### Activity
Only the lines from the start of the entries through the line with "pub struct UniConstraint<Sc: Score>" are wanted; please output them exactly.

[Opening Data for processing section]

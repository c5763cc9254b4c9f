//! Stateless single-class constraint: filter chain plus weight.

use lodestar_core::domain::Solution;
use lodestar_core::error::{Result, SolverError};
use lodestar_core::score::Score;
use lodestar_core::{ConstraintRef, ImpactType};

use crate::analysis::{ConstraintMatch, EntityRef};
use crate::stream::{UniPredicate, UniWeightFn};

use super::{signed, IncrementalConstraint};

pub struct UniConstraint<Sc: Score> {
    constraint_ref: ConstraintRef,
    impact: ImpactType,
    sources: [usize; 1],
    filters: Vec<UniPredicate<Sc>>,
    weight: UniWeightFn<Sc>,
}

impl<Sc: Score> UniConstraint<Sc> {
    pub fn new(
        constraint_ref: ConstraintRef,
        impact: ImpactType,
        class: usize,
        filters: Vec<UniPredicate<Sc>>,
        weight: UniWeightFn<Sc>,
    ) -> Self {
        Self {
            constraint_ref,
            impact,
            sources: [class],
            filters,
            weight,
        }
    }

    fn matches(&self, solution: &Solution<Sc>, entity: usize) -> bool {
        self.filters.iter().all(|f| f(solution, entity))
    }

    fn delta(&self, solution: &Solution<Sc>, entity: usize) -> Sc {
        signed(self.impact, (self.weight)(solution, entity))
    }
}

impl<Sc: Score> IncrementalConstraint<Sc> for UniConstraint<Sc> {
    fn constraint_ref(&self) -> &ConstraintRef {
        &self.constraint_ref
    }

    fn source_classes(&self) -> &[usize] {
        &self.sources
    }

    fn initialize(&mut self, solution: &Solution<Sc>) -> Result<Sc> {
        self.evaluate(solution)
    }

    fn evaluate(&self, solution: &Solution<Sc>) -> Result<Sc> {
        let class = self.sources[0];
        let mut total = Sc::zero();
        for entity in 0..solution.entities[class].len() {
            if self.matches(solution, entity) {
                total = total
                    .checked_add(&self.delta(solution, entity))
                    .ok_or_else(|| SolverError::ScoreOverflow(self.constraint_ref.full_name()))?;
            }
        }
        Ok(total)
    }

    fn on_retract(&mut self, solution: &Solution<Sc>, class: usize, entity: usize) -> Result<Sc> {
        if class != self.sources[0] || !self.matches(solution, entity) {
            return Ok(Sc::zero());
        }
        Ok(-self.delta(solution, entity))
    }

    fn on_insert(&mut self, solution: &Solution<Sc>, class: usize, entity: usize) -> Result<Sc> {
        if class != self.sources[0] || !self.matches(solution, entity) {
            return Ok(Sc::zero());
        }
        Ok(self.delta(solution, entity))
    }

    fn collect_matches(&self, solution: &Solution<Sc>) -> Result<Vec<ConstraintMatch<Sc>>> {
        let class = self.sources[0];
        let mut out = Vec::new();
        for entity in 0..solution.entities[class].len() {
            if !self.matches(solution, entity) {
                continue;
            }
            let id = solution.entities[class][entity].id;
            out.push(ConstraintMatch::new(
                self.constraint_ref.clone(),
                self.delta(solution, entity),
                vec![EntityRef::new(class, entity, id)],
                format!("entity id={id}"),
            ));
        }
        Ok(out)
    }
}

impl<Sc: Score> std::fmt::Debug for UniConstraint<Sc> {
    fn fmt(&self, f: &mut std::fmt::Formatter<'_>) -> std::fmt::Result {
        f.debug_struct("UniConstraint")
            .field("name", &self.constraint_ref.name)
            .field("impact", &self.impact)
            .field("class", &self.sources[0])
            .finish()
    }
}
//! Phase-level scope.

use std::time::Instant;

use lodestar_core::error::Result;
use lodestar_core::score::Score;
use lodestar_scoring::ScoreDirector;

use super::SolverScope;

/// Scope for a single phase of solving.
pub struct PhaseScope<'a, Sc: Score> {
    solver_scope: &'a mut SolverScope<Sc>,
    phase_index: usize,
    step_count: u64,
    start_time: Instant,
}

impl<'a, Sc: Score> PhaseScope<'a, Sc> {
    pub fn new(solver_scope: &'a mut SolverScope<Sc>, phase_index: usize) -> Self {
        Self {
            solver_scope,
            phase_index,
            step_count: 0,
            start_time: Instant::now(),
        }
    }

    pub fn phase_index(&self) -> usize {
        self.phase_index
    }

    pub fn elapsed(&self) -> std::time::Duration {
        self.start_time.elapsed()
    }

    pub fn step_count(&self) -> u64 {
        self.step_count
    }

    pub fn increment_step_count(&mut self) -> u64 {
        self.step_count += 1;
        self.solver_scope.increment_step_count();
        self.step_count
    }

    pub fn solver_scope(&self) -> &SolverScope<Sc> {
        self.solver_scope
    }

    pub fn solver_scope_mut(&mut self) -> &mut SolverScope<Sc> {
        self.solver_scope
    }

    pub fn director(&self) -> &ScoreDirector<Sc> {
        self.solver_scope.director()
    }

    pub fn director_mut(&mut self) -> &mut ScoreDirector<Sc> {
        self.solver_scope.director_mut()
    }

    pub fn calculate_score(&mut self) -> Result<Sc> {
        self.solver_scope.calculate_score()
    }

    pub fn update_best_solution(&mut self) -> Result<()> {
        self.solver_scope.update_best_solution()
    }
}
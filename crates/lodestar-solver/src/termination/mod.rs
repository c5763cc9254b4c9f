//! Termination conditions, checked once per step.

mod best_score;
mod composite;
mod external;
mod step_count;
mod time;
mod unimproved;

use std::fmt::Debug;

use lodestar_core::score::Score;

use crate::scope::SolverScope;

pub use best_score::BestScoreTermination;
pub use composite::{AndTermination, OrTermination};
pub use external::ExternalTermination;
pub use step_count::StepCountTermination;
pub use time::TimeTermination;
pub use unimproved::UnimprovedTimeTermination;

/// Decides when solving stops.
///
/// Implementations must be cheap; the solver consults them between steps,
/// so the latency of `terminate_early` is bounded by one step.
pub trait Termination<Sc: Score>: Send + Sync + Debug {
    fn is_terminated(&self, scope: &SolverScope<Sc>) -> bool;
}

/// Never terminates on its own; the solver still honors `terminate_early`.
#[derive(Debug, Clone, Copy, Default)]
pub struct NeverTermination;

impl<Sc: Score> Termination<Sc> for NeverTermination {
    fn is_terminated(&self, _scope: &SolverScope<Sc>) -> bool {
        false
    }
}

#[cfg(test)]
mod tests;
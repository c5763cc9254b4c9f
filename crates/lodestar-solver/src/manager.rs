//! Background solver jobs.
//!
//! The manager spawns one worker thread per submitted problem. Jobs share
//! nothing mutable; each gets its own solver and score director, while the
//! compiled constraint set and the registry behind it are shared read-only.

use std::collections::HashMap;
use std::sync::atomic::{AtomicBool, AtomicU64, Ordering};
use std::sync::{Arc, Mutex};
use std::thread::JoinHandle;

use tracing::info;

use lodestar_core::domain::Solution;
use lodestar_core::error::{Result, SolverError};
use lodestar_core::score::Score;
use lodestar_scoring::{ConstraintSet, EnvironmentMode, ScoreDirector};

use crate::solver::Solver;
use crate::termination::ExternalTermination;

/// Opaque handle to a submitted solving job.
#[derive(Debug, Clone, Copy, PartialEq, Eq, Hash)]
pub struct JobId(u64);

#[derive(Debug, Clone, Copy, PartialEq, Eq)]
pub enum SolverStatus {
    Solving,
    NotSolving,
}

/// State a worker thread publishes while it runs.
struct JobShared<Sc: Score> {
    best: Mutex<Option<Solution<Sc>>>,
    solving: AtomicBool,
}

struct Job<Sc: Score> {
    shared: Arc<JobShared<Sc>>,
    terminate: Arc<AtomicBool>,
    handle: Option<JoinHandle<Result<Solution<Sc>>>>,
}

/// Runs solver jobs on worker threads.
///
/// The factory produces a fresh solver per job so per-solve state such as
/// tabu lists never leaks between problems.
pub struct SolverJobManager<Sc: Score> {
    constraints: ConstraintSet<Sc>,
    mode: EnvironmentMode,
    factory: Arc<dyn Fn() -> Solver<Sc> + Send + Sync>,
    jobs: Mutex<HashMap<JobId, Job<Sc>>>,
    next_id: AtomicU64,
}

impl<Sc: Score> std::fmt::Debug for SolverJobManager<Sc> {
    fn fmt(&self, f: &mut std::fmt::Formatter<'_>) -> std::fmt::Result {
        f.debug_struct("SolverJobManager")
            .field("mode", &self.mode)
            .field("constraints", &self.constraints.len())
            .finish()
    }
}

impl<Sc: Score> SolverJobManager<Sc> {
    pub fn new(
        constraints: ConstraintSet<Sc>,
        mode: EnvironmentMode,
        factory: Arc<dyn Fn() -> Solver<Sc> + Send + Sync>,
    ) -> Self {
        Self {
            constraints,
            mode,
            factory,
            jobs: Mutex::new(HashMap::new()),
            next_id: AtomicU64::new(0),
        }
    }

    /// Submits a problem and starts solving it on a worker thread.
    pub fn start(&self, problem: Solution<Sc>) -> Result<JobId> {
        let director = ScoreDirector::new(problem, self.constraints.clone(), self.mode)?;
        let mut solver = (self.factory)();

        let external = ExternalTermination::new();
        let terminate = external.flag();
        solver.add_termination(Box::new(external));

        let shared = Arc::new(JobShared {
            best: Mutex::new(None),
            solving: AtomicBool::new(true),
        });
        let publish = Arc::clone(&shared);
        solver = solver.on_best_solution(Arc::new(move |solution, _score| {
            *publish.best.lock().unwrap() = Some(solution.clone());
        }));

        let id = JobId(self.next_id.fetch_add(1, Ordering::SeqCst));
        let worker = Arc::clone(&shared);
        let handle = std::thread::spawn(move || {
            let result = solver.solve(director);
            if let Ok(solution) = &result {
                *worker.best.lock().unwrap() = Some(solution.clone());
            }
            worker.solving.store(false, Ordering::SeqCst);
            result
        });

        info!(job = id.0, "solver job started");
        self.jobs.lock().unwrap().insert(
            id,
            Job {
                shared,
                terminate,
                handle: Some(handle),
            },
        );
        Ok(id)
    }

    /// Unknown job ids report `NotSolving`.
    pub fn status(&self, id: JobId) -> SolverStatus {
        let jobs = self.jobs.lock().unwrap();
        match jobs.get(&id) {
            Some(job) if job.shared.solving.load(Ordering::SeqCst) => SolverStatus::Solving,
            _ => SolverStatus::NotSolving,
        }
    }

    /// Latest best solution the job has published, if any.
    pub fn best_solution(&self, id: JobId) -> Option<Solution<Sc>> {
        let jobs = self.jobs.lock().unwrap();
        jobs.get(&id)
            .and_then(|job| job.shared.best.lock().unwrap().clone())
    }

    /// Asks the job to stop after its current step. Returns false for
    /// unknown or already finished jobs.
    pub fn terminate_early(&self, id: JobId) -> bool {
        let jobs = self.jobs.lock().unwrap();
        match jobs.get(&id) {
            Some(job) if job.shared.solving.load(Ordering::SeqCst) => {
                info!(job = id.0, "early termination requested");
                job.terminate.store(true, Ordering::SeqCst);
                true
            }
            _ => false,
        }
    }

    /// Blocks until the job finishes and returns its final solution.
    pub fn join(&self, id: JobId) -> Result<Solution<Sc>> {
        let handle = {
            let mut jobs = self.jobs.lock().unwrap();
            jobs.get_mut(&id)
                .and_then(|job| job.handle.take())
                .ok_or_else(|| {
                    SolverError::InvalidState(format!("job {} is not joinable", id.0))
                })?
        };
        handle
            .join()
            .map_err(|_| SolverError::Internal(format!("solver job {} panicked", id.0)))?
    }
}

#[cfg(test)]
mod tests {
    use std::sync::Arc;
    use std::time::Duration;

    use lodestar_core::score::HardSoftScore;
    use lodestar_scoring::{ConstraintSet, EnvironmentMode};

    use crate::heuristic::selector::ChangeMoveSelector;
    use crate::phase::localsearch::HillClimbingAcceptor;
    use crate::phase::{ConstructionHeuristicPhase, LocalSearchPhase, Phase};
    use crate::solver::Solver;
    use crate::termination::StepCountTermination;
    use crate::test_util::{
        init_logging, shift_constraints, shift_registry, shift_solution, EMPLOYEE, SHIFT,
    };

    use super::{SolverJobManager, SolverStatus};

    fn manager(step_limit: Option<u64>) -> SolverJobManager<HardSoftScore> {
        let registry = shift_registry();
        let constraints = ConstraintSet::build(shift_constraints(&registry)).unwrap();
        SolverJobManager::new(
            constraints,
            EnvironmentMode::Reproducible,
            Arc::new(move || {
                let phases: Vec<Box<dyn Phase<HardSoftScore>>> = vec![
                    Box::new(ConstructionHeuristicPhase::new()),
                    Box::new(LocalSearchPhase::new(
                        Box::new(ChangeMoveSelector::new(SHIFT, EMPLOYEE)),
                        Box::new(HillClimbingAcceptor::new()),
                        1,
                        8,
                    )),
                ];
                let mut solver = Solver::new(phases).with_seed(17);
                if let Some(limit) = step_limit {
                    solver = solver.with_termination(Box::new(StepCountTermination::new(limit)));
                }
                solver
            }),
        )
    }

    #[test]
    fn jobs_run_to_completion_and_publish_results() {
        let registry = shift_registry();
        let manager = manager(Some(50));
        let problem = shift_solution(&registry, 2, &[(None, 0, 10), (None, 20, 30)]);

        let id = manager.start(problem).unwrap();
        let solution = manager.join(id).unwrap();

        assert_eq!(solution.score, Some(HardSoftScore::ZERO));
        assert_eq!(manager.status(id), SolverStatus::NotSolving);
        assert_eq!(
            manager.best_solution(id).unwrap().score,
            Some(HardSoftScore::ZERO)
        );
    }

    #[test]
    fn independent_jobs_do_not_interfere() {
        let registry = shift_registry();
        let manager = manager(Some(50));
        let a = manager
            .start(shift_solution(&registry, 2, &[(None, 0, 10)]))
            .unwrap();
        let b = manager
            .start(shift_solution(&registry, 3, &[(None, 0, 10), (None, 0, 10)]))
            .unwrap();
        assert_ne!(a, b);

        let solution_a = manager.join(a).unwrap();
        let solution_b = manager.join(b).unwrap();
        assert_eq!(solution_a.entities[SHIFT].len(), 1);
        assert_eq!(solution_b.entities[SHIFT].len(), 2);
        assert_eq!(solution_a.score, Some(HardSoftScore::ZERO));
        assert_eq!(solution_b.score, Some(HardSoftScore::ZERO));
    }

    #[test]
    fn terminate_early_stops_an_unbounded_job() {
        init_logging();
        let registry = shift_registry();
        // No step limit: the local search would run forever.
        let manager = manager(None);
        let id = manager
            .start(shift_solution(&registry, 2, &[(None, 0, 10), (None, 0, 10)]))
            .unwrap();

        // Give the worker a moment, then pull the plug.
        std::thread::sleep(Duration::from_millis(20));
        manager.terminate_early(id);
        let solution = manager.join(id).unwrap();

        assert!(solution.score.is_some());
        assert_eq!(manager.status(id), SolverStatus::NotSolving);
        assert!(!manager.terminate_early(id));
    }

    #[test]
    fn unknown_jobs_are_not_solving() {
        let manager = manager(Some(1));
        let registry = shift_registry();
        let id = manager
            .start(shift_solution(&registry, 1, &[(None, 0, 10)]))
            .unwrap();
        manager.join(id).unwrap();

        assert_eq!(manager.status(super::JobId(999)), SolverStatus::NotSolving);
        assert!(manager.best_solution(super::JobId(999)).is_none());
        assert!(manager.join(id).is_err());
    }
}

[Closing Data for processing section]

### Response for this exercise
repository c5763cc9254b4c9f
//! Stateless single-class constraint: filter chain plus weight.

use lodestar_core::domain::Solution;
use lodestar_core::error::{Result, SolverError};
use lodestar_core::score::Score;
use lodestar_core::{ConstraintRef, ImpactType};

use crate::analysis::{ConstraintMatch, EntityRef};
use crate::stream::{UniPredicate, UniWeightFn};

use super::{signed, IncrementalConstraint};

pub struct UniConstraint<Sc: Score> {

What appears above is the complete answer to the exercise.